Außerdem sorgte der Patriarch dafür, dass die Syrisch-Orthodoxe Kirche in der zerstörten Stadt erst kürzlich eine Klinik eröffnet hat, damit Menschen medizinisch versorgt werden. Hilfe bekommen nicht nur die zwei Dutzend Christen, die wieder zurückgekehrt sind, sondern auch Tausende von Muslimen, die hier leben.    

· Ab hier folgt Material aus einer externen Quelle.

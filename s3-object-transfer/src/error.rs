/*
 * Copyright Amazon.com, Inc. or its affiliates. All Rights Reserved.
 * SPDX-License-Identifier: Apache-2.0
 */

use std::fmt;

use aws_sdk_s3::error::ProvideErrorMetadata;

/// A boxed error that is `Send` and `Sync`.
pub type BoxError = Box<dyn std::error::Error + Send + Sync>;

/// Errors returned by this library
///
/// NOTE: Use [`aws_smithy_types::error::display::DisplayErrorContext`] or similar to display
/// the entire error cause/source chain.
#[derive(Debug)]
pub struct Error {
    kind: ErrorKind,
    source: BoxError,
}

/// General categories of transfer errors.
#[derive(Clone, Debug, Eq, PartialEq)]
#[non_exhaustive]
pub enum ErrorKind {
    /// Operation input validation issues (e.g. uploading an object without a body).
    ///
    /// These are reported before any request is sent and are never retried.
    InputInvalid,

    /// I/O errors
    IOError,

    /// Some kind of internal runtime issue (e.g. task failure, poisoned mutex, etc)
    RuntimeError,

    /// Resource not found (e.g. bucket or key not found)
    NotFound,

    /// The remote store rejected or failed a request
    StoreError,

    /// The operation kept failing after the configured number of retries
    RetriesExhausted,

    /// The object body was written but replacing its access control policy failed.
    ///
    /// The body is not rolled back.
    AclNotApplied,

    /// The operation was abandoned because its cancellation token fired or its deadline passed
    OperationCancelled,
}

impl Error {
    /// Creates a new transfer [`Error`] from a known kind of error as well as an arbitrary error
    /// source.
    pub fn new<E>(kind: ErrorKind, err: E) -> Error
    where
        E: Into<BoxError>,
    {
        Error {
            kind,
            source: err.into(),
        }
    }

    /// Returns the corresponding [`ErrorKind`] for this error.
    pub fn kind(&self) -> &ErrorKind {
        &self.kind
    }

    /// Returns true if this error, or any error in its source chain, is a cancellation.
    pub fn is_cancellation(&self) -> bool {
        if self.kind == ErrorKind::OperationCancelled {
            return true;
        }
        let mut next = std::error::Error::source(self);
        while let Some(err) = next {
            if let Some(err) = err.downcast_ref::<Error>() {
                if err.kind == ErrorKind::OperationCancelled {
                    return true;
                }
            }
            next = err.source();
        }
        false
    }
}

impl fmt::Display for Error {
    fn fmt(&self, f: &mut fmt::Formatter<'_>) -> fmt::Result {
        match &self.kind {
            ErrorKind::InputInvalid => write!(f, "invalid input"),
            ErrorKind::IOError => write!(f, "I/O error"),
            ErrorKind::RuntimeError => write!(f, "runtime error"),
            ErrorKind::NotFound => write!(f, "resource not found"),
            ErrorKind::StoreError => write!(f, "object store request failed"),
            ErrorKind::RetriesExhausted => write!(f, "retries exhausted"),
            ErrorKind::AclNotApplied => {
                write!(f, "object written but access control policy not applied")
            }
            ErrorKind::OperationCancelled => write!(f, "operation cancelled"),
        }
    }
}

impl std::error::Error for Error {
    fn source(&self) -> Option<&(dyn std::error::Error + 'static)> {
        Some(self.source.as_ref())
    }
}

impl From<tokio::task::JoinError> for Error {
    fn from(value: tokio::task::JoinError) -> Self {
        Self::new(ErrorKind::RuntimeError, value)
    }
}

impl From<aws_smithy_types::error::operation::BuildError> for Error {
    fn from(value: aws_smithy_types::error::operation::BuildError) -> Self {
        Self::new(ErrorKind::InputInvalid, value)
    }
}

impl From<aws_smithy_types::byte_stream::error::Error> for Error {
    fn from(value: aws_smithy_types::byte_stream::error::Error) -> Self {
        Self::new(ErrorKind::IOError, value)
    }
}

impl<E, R> From<aws_sdk_s3::error::SdkError<E, R>> for Error
where
    E: std::error::Error + ProvideErrorMetadata + Send + Sync + 'static,
    R: Send + Sync + fmt::Debug + 'static,
{
    fn from(value: aws_sdk_s3::error::SdkError<E, R>) -> Self {
        let kind = match value.code() {
            Some("NotFound" | "NoSuchKey" | "NoSuchBucket" | "NoSuchVersion") => {
                ErrorKind::NotFound
            }
            _ => ErrorKind::StoreError,
        };

        Error::new(kind, value)
    }
}

pub(crate) fn invalid_input<E>(err: E) -> Error
where
    E: Into<BoxError>,
{
    Error::new(ErrorKind::InputInvalid, err)
}

pub(crate) fn retries_exhausted(attempts: u32, last_err: Error) -> Error {
    Error::new(
        ErrorKind::RetriesExhausted,
        RetriesExhausted {
            attempts,
            source: last_err,
        },
    )
}

pub(crate) fn acl_not_applied(err: Error) -> Error {
    Error::new(ErrorKind::AclNotApplied, err)
}

static CANCELLATION_ERROR: &str = "operation cancelled before it could complete";

pub(crate) fn operation_cancelled() -> Error {
    Error::new(ErrorKind::OperationCancelled, CANCELLATION_ERROR)
}

static DEADLINE_ERROR: &str = "operation deadline elapsed";

pub(crate) fn deadline_elapsed() -> Error {
    Error::new(ErrorKind::OperationCancelled, DEADLINE_ERROR)
}

/// The last error seen by a retried operation along with how many attempts were made
#[derive(Debug)]
struct RetriesExhausted {
    attempts: u32,
    source: Error,
}

impl fmt::Display for RetriesExhausted {
    fn fmt(&self, f: &mut fmt::Formatter<'_>) -> fmt::Result {
        write!(f, "request failed after {} attempts", self.attempts)
    }
}

impl std::error::Error for RetriesExhausted {
    fn source(&self) -> Option<&(dyn std::error::Error + 'static)> {
        Some(&self.source)
    }
}
/*
 * Copyright Amazon.com, Inc. or its affiliates. All Rights Reserved.
 * SPDX-License-Identifier: Apache-2.0
 */

pub(crate) mod cancel;
pub(crate) mod retry;
pub(crate) mod token_bucket;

Syrische Christen als „Botschafter Christi“

Bei der Weltmissionskonferenz im tansanischen Arusha Anfang März berichtete Mor Ignatius Aphrem II., wie geschockt er vom Ausmaß der Zerstörung durch die Terroristen gewesen sei. Trotzdem habe er während seines Besuchs zum ersten Mal wieder die Göttliche Liturgie in den Trümmern der St. Marien-Kirche feiern können. Dazu wurden Manuskripte und liturgische Bücher benutzt, die im Schutt lagen. Neben wenigen Christen nahmen einige Muslime am Gottesdienst teil. Doch die Erfahrungen dieses Krieges stehen für ihn in einer Reihe mit den Verfolgungen und der Ablehnung, mit denen nicht nur die Christen im Mittleren Osten, sondern in vielen Ländern heute konfrontiert sind. Dabei hat er auch den Völkermord in osmanischer Zeit nicht vergessen, dem auch mehr als 500 000 syrisch-orthodoxe Christen zum Opfer gefallen sind: „Das Christentum ist in dieser Welt nicht willkommen.“ Aber, so fährt der Patriarch in seiner Ansprache fort: „Trotz dieser entmutigenden Situation hören wir nicht auf, Vergebung zu predigen.“
Die syrisch-orthodoxen Christen verstehen sich als „Botschafter Christi“, die sein Evangelium des Friedens und der Liebe bezeugen. Dies tun sie ganz praktisch in der Hilfe für Flüchtlinge etwa in der Hauptstadt Damaskus. Und was erhoffen sich die syrisch-orthodoxen Christen in Deutschland? Yalcin rechnet mit einem „schleichenden Prozess der Demokratisierung“, aber es soll sich nicht wiederholen, was sie seit mehr als 15 Jahren im benachbarten Irak an dauerhafter Krise und Staatsverfall erleben.